Yes! Put your foot down!  :applause: standing with you, cheering you on!  :cheer:

Deep Blue

#211
Feeling lonely and a bit misunderstood today. (I'm being triggered by things that I usually don't get down about)

My M had been nitpicking me so much lately.  Things she has been saying include
1. I've put on weight
2. I'm lazy/ I used to do a thanksgiving race each year.
3. I don't ever have time for her (I talk to her everyday!!)
4. She's disappointed in me for not coming around more.

Then there's my golden brother.  He's here and she plans his social calendar.  I'm in trouble if I don't want to do what he wants to do.

As if it wasn't bad enough that I'm forever inferior for being a woman, my brother did something that I can't do today...

We went and saw a movie and I looked over at my brother... and he was shedding tears.  He was moved to tears by the movie.

I can't cry! I'm broken and I wonder if that will ever change...  :Idunno:

Jdog

Blue/

First of all, I used to be nit picked by my M and it sucks!  It's the hardest thing in the world to just shrug that off and it seemed like no matter how many times I told myself it shouldn't bother me, it always did.  No answers as to how to just "let it go".  But I am picturing a brighter future for you and sending support. 

As to wondering whether you will change and be able to shed tears, I can only say that we change all the time and it's very likely that you will find your tears.  It took me over 30 years to cry over the death of my father, but I finally could.  And I couldn't cry over anything for at least 10 years.  So hang in there, friend.  I'm with you in spirit. 


Three Roses

Big hugs to you, Blue :hug: I don't know why it is that our families insist on perceiving us in these time-worn roles that have never fit right.

You are bright, inquisitive, thoughtful, caring, compassionate, intelligent, insightful - why is it that we here, who have never met you in person, know these things about you but your own family refuses to see?

Wattlebird


sanmagic7

ditto the above, db. 

i didn't cry for 30 yrs.  the tears finally came, and came and came.  now i'm even able to have a focus for them, and that's helped a lot to intentionally cry about something in the past, or something i never had.  when you're ready, those healing tears will come.  be patient with yourself, ok?  sending love and a hug filled with all the beautiful things you are.

Deep Blue

Jdog,
I read somewhere that virgos can't "let it go".  I always have difficulty letting things go when it comes to my M.  Your perspective does make me feel better though.  I hate that you can relate but at the same time, I'm glad I'm not alone in this.  :hug:

3Roses,
I truly appreciate you pointing out positives that my family doesn't seem to see.  Your compliments fill my heart because the people on this forum do know me better than people in real life.  It's easier to be open on this forum than in real life.  When you give compliments it's more real than those I see everyday because you know the real me.

Wattlebird,
Thanks  :hug:

San,
It is so hard to be be patient with myself over the lack of feeling thing.  I honestly think that if the tears come, it would help with the catharsis.  But if you say they will come it must be true  :hug:  I trust you and hold you in the highest regard and know that you understand the real me.  :hug:
——————————————————-
Yesterday was a good day.  I went to a tattoo parlor and talked about what I want to get.  I'm leaning towards a feather.  I told my H that I was gonna get a tattoo but he keeps laughing at me and says I'll never do it.
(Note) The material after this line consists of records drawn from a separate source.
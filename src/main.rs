use anyhow::{Context, Result};
use clap::Parser;
use fwlog_parser::concurrent::FailurePolicy;
use fwlog_parser::config::Config;
use fwlog_parser::pipeline::FileParser;
use fwlog_parser::utils::format_wall_time;
use std::path::PathBuf;

/// 防火墙日志分块并行解析
#[derive(Debug, Parser)]
#[command(name = "fwlog-cli")]
#[command(version)]
#[command(about = "将华为 / CheckPoint 防火墙日志解析为 TSV 表格")]
struct Cli {
    /// 源日志文件路径
    path: PathBuf,

    /// 输出目录（必须不存在），默认为 `<源文件目录>/<文件名主干>`
    #[arg(short = 'o', long = "out-dir-path")]
    out_dir_path: Option<PathBuf>,

    /// 分块目标字节数
    #[arg(short = 'c', long = "chunk-size")]
    chunk_size: Option<u64>,

    /// 外层并发 worker 数
    #[arg(short = 'p', long = "max-processes")]
    max_processes: Option<usize>,

    /// 每个 worker 内部的线程数
    #[arg(short = 't', long = "max-threads")]
    max_threads: Option<usize>,

    /// 保留中间产物目录
    #[arg(short = 'i', long = "preserve-intermediate-results")]
    preserve_intermediate_results: bool,

    /// 任务失败时继续处理其余分块
    #[arg(long = "best-effort")]
    best_effort: bool,

    /// 日志缺失年份时使用的年份
    #[arg(long = "year")]
    year: Option<i32>,

    /// 解析变体优先级列表，逗号分隔（如 `hw,cp`）
    #[arg(long = "variants", value_delimiter = ',')]
    variants: Option<Vec<String>>,

    /// TOML 配置文件
    #[arg(long = "config")]
    config: Option<PathBuf>,

    /// 日志级别 (trace, debug, info, warn, error)
    #[arg(long = "log-level")]
    log_level: Option<String>,
}

impl Cli {
    /// 读取配置文件（如有）并用命令行参数覆盖
    fn load_config(&self) -> Result<Config> {
        let mut config = match &self.config {
            Some(path) => Config::from_file(path)
                .with_context(|| format!("读取配置文件失败: {}", path.display()))?,
            None => Config::default(),
        };

        let pipeline = &mut config.pipeline;
        if let Some(chunk_size) = self.chunk_size {
            pipeline.chunk_size = chunk_size;
        }
        if let Some(workers) = self.max_processes {
            pipeline.max_workers = workers;
        }
        if let Some(threads) = self.max_threads {
            pipeline.max_threads = threads;
        }
        if self.preserve_intermediate_results {
            pipeline.preserve_intermediate = true;
        }
        if self.best_effort {
            pipeline.failure_policy = FailurePolicy::BestEffort;
        }
        if let Some(year) = self.year {
            pipeline.fallback_year = year;
        }
        if let Some(variants) = &self.variants {
            pipeline.variants = variants.clone();
        }
        if let Some(level) = &self.log_level {
            config.log.level = level.clone();
        }

        config.validate().context("配置无效")?;
        Ok(config)
    }
}

fn main() -> Result<()> {
    let cli = Cli::parse();
    let config = cli.load_config()?;

    #[cfg(feature = "logging")]
    fwlog_parser::logging::init_logging(&config.log).context("日志系统初始化失败")?;

    let parser = FileParser::from_config(config.pipeline).context("初始化解析器失败")?;
    let summary = parser
        .parse_file(&cli.path, cli.out_dir_path.as_deref())
        .with_context(|| format!("解析失败: {}", cli.path.display()))?;

    println!(
        "\n解析完成，共 {} 个分块、{} 行，解析 {} 条记录，未解析 {} 行，耗时 {}。",
        summary.chunks,
        summary.lines,
        summary.total_records(),
        summary.leftovers,
        format_wall_time(summary.elapsed)
    );
    for (variant, path) in &summary.tables {
        println!("  {variant}: {}", path.display());
    }
    println!("  na: {}", summary.leftover_path.display());

    if !summary.is_complete() {
        eprintln!("\n{} 个任务失败（中间产物已保留）:", summary.failures.len());
        for failure in &summary.failures {
            eprintln!("  {failure}");
        }
    }
    Ok(())
}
I'm pretty confident he's wrong on this one.

I've been thinking a lot about self care. I think I'm going to take better care of my body as a form of self care.  I feel I've pudged up a bit, so some healthier foods and more exercise seems like a good idea.   :thumbup:

Sceal

A feather is a lovely idea for a tattoo. Very elegant! Will you have a feather of a particular bird? Colourings and such?
A nurse that I had when I was in the psych ward had loads of peacock feathers down her arm. :)

I'm glad you're moving towards treating your body kindly as a form of self care! Think it is a good thing. I hope to join you there soon. :)

sanmagic7

i love feathers.  often, when i'm outdoors, walking and thinking and i find a feather, somehow it reassures me that i'm on the right track.  and, as you know, raven is one of my spirit animals - mystical and magical.   if it's something you want, then i say go for it, but not just to show your t he was wrong.

i do believe self-care is always a good idea.  i love hearing people wanting to care more about and for themselves.  love you, sending a big hug.

Deep Blue

Hey Sceal,
I'm thinking of a Phoenix feather.  But maybe change the color up a bit.

San,
I honestly think if I get something beautiful, then I won't want to mess it up. It could be a protection from SH there.

Sceal


sanmagic7

excellent perspective - protection against self -harm.  phoenix feather would be a lovely choice, to my mind.  from the ashes we rise - time and time again.  it's so symbolic of our stories here. 

glad you're letting that guy go.  unfortunately, we can't help everyone, much as we may want to or try to.  i've heard that we can wear ourselves out banging against that wall, and they will just continue on with their lives, just the way they want to live them.  time and energy better spent elsewhere, methinks.

sending love and a phoenix hug.

Deep Blue

I'll thank you both properly later.

I'm freaking out a bit.  Those on this forum who know my story, know that belts are a huge huge trigger for me.

I'm in a faculty play each year.  This year we are doing It's a wonderful life radio version.

I was excited for it till we were reading the script yesterday and I heard about some of the sound effects we will be using.  There is a scene where young George is being hit by the pharmacist.  The sound effect calls for a belt to be cracked. 

I heard that and I swallowed my heart. What should I do? I mean I don't want to see it, hear it, anything!

My first thought was I need to quit the play.   My forum friend said that I should ask for a different sound effect to be used.  I'm going to try to work up the courage to make a new suggestion. 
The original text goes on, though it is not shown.